Casein calcium-binding peptides: Preparation, characterization, and promotion of calcium uptake in Caco-2 cell monolayers

Abstract

In this study, casein calcium-binding peptides were isolated from casein hydrolysate using calcium-peptide binding properties and their banding properties were characterized. Subsequently, the promoted calcium absorption abilities of casein calcium-binding peptides in the Caco-2 cells monolayers were investigated. Amino acid composition analysis showed that casein calcium-binding peptide-calcium chelate are rich in Glu, Ser, and Asp, with a significant increase in proportion compared to the casein hydrolysate. Molecular weight analysis showed that approximately 90 % of the casein calcium-binding peptides are oligopeptides. Thirty-seven peptide sequences were identified by mass spectrometry, and the presence, quantity, and position of some specific amino acid residues were found to correlate with calcium-binding ability.
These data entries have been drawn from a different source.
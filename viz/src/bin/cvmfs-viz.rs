use std::io::Write;
use std::path::PathBuf;
use std::time::Duration;

use clap::{Parser, Subcommand};
use cvmfs_catalog::catalogstore::from_location;
use cvmfs_catalog::drilldown::build_directory_tree;
use cvmfs_catalog::{CatalogFetcher, CatalogHash, SiblingSizing};
use cvmfs_tracing::{LogFormat, TracingBuilder};
use cvmfs_viz::config::{normalize_ignore_path, parse_size, ReposFile};
use cvmfs_viz::pipeline::FailureKind;
use cvmfs_viz::{index, AggregateConfig, Pipeline, PipelineConfig, RepositoryConfig};
use tracing::{error, info, warn, Level};

/// Generates sunburst chart data for the nested catalogs of CernVM-FS
/// repositories.
#[derive(Parser)]
#[command(author, version, about, long_about = None)]
struct Cli {
    /// Whether to log in JSON
    #[arg(long)]
    json: bool,

    #[arg(long)]
    log_level: Option<Level>,

    /// Don't draw progress bars.
    #[arg(long, short = 'q')]
    quiet: bool,

    #[command(subcommand)]
    command: Commands,
}

#[derive(Subcommand)]
enum Commands {
    /// Walks the given repositories and writes one `.json.zst` artifact per
    /// repository, then regenerates `repos.json`.
    Generate {
        /// Repository locations, as `url`, `name=url`, or a local path.
        #[clap(value_name = "REPOSITORY")]
        repositories: Vec<RepositoryConfig>,

        /// A TOML file listing repositories and walk settings.
        /// Flags given on the command line take precedence.
        #[arg(long, env = "CVMFS_VIZ_REPOS_FILE")]
        repos_file: Option<PathBuf>,

        /// Don't descend into catalogs larger than this, e.g. 2MB or 500K.
        #[arg(long, short = 's', value_parser = parse_size)]
        stop_threshold: Option<u64>,

        /// Don't descend below this depth (the root being at 0).
        #[arg(long, short = 'd')]
        max_depth: Option<usize>,

        /// Stop downloading after this many catalogs per repository.
        #[arg(long)]
        max_catalogs: Option<usize>,

        /// Mount path prefixes to skip, can be repeated.
        #[arg(long = "ignore", value_name = "PATH")]
        ignore_paths: Vec<String>,

        /// Keep downloaded catalogs here.
        #[arg(long, env = "CVMFS_VIZ_CACHE_DIR")]
        cache_dir: Option<PathBuf>,

        /// Don't keep downloaded catalogs on disk.
        #[arg(long)]
        no_cache: bool,

        /// Keep walked trees here, to reuse unchanged parts on the next run.
        #[arg(long, env = "CVMFS_VIZ_TREE_CACHE_DIR")]
        tree_cache_dir: Option<PathBuf>,

        /// Concurrent catalog downloads per repository.
        #[arg(long, short = 'j')]
        workers: Option<usize>,

        /// Repositories processed at the same time.
        #[arg(long, default_value_t = 4)]
        concurrency: usize,

        /// Time budget per repository attempt, in seconds.
        #[arg(long)]
        timeout: Option<u64>,

        /// Retries per repository after fetch errors or timeouts.
        #[arg(long, default_value_t = 0)]
        retries: usize,

        /// How the circle is divided between siblings.
        #[arg(long, default_value_t = SiblingSizing::EqualAngle)]
        sizing: SiblingSizing,

        /// Weigh catalogs by their own size plus everything below them.
        #[arg(long)]
        cumulative: bool,

        /// Don't insert nodes for path segments between nested catalogs.
        #[arg(long)]
        no_virtual_dirs: bool,

        /// Where to write the artifacts. `repos.json` goes into its parent.
        #[arg(long, short = 'o', default_value = "site/data")]
        out_dir: PathBuf,
    },
    /// Regenerates `repos.json` from the artifacts in a data directory.
    Index {
        #[clap(value_name = "DATA_DIR")]
        data_dir: PathBuf,
    },
    /// Prints the directory tree of a single catalog as JSON.
    Drilldown {
        /// Repository location, as URL or local path.
        location: String,

        /// Hash of the catalog.
        hash: CatalogHash,

        /// Mount path the catalog is expected at. Read from the catalog if
        /// not given.
        #[arg(long)]
        path: Option<String>,

        #[arg(long, default_value_t = SiblingSizing::Proportional)]
        sizing: SiblingSizing,
    },
}

fn default_cache_dir() -> Option<PathBuf> {
    std::env::var_os("HOME").map(|home| PathBuf::from(home).join(".cache/cvmfs"))
}

#[tokio::main]
async fn main() -> Result<(), Box<dyn std::error::Error + Send + Sync>> {
    let cli = Cli::parse();

    let logging = TracingBuilder::new(cli.log_level)
        .format(LogFormat::from_json_flag(cli.json))
        .progress(!cli.quiet)
        .build()?;

    match cli.command {
        Commands::Generate {
            repositories,
            repos_file,
            stop_threshold,
            max_depth,
            max_catalogs,
            ignore_paths,
            cache_dir,
            no_cache,
            tree_cache_dir,
            workers,
            concurrency,
            timeout,
            retries,
            sizing,
            cumulative,
            no_virtual_dirs,
            out_dir,
        } => {
            let file = match repos_file {
                Some(path) => ReposFile::load(&path).await?,
                None => ReposFile::default(),
            };

            let mut walk = file.walk;
            if let Some(stop_threshold) = stop_threshold {
                walk.stop_threshold = stop_threshold;
            }
            if max_depth.is_some() {
                walk.max_depth = max_depth;
            }
            if max_catalogs.is_some() {
                walk.max_catalogs = max_catalogs;
            }
            if let Some(workers) = workers {
                walk.max_concurrent_fetches = workers;
            }
            walk.ignore_paths.extend(ignore_paths);
            walk.ignore_paths = walk
                .ignore_paths
                .iter()
                .map(|p| normalize_ignore_path(p))
                .collect();

            let mut all_repositories = file.repositories;
            all_repositories.extend(repositories);
            if all_repositories.is_empty() {
                return Err("no repositories given".into());
            }

            let cache_dir = if no_cache {
                None
            } else {
                cache_dir.or_else(default_cache_dir)
            };

            info!(
                repositories = all_repositories.len(),
                stop_threshold = walk.stop_threshold,
                max_depth = ?walk.max_depth,
                max_catalogs = ?walk.max_catalogs,
                ignore_paths = ?walk.ignore_paths,
                cache_dir = ?cache_dir,
                "generating"
            );

            let pipeline = Pipeline::new(PipelineConfig {
                out_dir,
                concurrency,
                timeout: timeout.map(Duration::from_secs),
                retries,
                walk,
                aggregate: AggregateConfig {
                    sizing,
                    cumulative,
                    virtual_dirs: !no_virtual_dirs,
                },
                cache_dir,
                tree_cache_dir,
            });

            let report = pipeline.run(&all_repositories).await;

            for outcome in &report.outcomes {
                match &outcome.result {
                    Ok(summary) => info!(
                        repo.name = %outcome.name,
                        path = %summary.path.display(),
                        catalogs_found = summary.stats.catalogs_found,
                        catalogs_downloaded = summary.stats.catalogs_downloaded,
                        bytes_downloaded = summary.stats.bytes_downloaded,
                        large_catalogs = summary.stats.large_catalogs,
                        bytes_skipped = summary.stats.bytes_skipped,
                        reused = summary.stats.reused,
                        cache_hits = summary.cache_hits,
                        incomplete = summary.incomplete,
                        "succeeded"
                    ),
                    Err(failure) if failure.kind == FailureKind::Output => {
                        error!(repo.name = %outcome.name, err = %failure.message, "unable to write output")
                    }
                    Err(failure) => warn!(
                        repo.name = %outcome.name,
                        kind = %failure.kind,
                        err = %failure.message,
                        "failed"
                    ),
                }
            }

            let status = report.status();
            info!(
                succeeded = report.succeeded(),
                failed = report.failed(),
                status = ?status,
                "done"
            );

            if status.exit_code() != 0 {
                std::process::exit(status.exit_code());
            }
        }
        Commands::Index { data_dir } => {
            let path = index::write_index(&data_dir).await?;
            info!(path = %path.display(), "wrote index");
        }
        Commands::Drilldown {
            location,
            hash,
            path,
            sizing,
        } => {
            let fetcher = CatalogFetcher::new(from_location(&location)?);
            let mount_path = path.as_deref().map(|p| p.trim_end_matches('/'));
            let tree = build_directory_tree(&fetcher, &hash, mount_path, sizing).await?;

            let mut stdout = logging.stdout();
            serde_json::to_writer(&mut stdout, &tree)?;
            writeln!(stdout)?;
        }
    }

    Ok(())
}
Additionally, calcium-peptide binding properties were characterized by using Ultraviolet-Visible spectroscopy, Fourier transform infrared spectroscopy, and scanning electron microscopy, which indicated that calcium ions were mainly chelated with the amino nitrogen atoms and oxygen atoms on the carboxyl group of casein calcium-binding peptides, thus forming chelate with porous microstructures. Compared with the control group, the casein calcium-binding peptides treatment group showed a significant increase in calcium transport at 30, 60, 120 and 180 min, respectively, by 44.25 %, 31.21 %, 20.67 % and 24.08 %. Therefore, casein calcium-binding peptides are expected to be used as dietary calcium supplements.